In a highly scientific age, such as our own, the habitual response is to make thought a universal feature in nature; to flatten thinking, until it is ubiquitous. Clearly, the brain operates before language is acquired. Infants ‘think’ in this colloquial sense – that is, they exhibit the outer signs of life, they have some sensory experience. They smile back at the face of their mother. They cry when they feel pain. Animals could be said to ‘think’ in this way as well. The lion intends to hunt for it is hungry. The sparrow builds its nest and feeds its young. The outworks of intent are present. These ‘thinking’ creatures respond to stimuli and mere “sensations are enough to guide them automatically” (Durkheim 338). Thought understood like this – as a feature of sentience, undifferentiated – is a reflection of our modern, scientific ethos, which urges us to imagine ourselves as indistinct from nature. Of course, the scientists are right. Each of us is part of nature. We are composed of the same material and have a shared physiognomy: we are animals. Yet, it seems to me that the drive to entirely untether thought from anything specifically human is misguided. Schopenhauer said somewhere that “the mere addition of thought gives rise to the vast and lofty structure of human happiness and misery from the same basic sensations of pain and pleasure, which are experienced by every animal.” (Schopenhauer, 17). He captures a subtlety that has been lost in modern discourse. We can embrace our animal nature, while simultaneously understanding mankind as somehow distinct, and that thought is the demarcation. It seems, however, we are still in desperate need of a definition of thought. To settle on one, we must seek out that which separates man from animal because that is thought.

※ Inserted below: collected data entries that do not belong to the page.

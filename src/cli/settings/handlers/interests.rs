use crate::cli::settings::error::SettingError;
use crate::cli::settings::helpers::{mutate_config, split_tags};
use crate::cli::settings::{SetContext, SettingHandler};
use crate::core::config::Config;

/// Handler for the `interests` tag list.
///
/// `set` adds comma-separated tags; `unset <tag>` removes one and a bare
/// `unset` clears them all.
pub struct InterestsHandler;

impl SettingHandler for InterestsHandler {
    fn key(&self) -> &'static str {
        "interests"
    }

    fn set(&self, args: &[String], ctx: &SetContext<'_>) -> Result<String, SettingError> {
        let tags = split_tags(&args.join(" "));
        if tags.is_empty() {
            return Err(SettingError::MissingArgs {
                hint: "To add interests, list them separated by commas:",
                example: "causerie set interests rust, jazz, chess",
            });
        }

        let added = mutate_config(ctx.config_path, |config| {
            let interests = &mut config.preferences.interests;
            let mut added = Vec::new();
            for tag in tags {
                if !interests.iter().any(|t| t.eq_ignore_ascii_case(&tag)) {
                    interests.push(tag.clone());
                    added.push(tag);
                }
            }
            added
        })?;

        if added.is_empty() {
            Ok("✅ Interests unchanged".to_string())
        } else {
            Ok(format!("✅ Added interests: {}", added.join(", ")))
        }
    }

    fn unset(&self, arg: Option<&str>, ctx: &SetContext<'_>) -> Result<String, SettingError> {
        match arg.map(str::trim).filter(|tag| !tag.is_empty()) {
            Some(tag) => {
                let tag = tag.to_string();
                let removed = mutate_config(ctx.config_path, |config| {
                    let interests = &mut config.preferences.interests;
                    let before = interests.len();
                    interests.retain(|t| !t.eq_ignore_ascii_case(&tag));
                    before != interests.len()
                })?;
                if removed {
                    Ok(format!("✅ Removed interest: {tag}"))
                } else {
                    Err(SettingError::InvalidValue {
                        key: "interests",
                        reason: format!("'{tag}' is not in the list"),
                    })
                }
            }
            None => {
                mutate_config(ctx.config_path, |config| config.preferences.interests.clear())?;
                Ok("✅ Cleared interests".to_string())
            }
        }
    }

    fn format(&self, config: &Config) -> String {
        if config.preferences.interests.is_empty() {
            "  interests: (none)".to_string()
        } else {
            format!("  interests: {}", config.preferences.interests.join(", "))
        }
    }
}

Vision once seemed to me to be the most objective sense. However, a recent visit to an optometrist disabused me of this notion. Regardless, I think the intuition is quite common. Unlike smell or taste, which are challenging to describe in language, the experience of sight seems so easily communicable. I am now convinced that, in actuality, vision is the most deceptive, precisely for the apparent effortlessness of its transliteration into words. If I were to attempt to describe a sensation, I could convey the abstract concept, but none of the feeling: “it is impossible for me to pass a sensation of my consciousness along to some else’s consciousness; it has the stamp of my body and my personality and cannot be detached from me” (Durkheim 329). Indeed, I have no way of knowing that the subjective experience of the other has any true correspondence to my own. The general concordance gives no reason to be suspicious, all the while the actual texture of the experience is abraded by language.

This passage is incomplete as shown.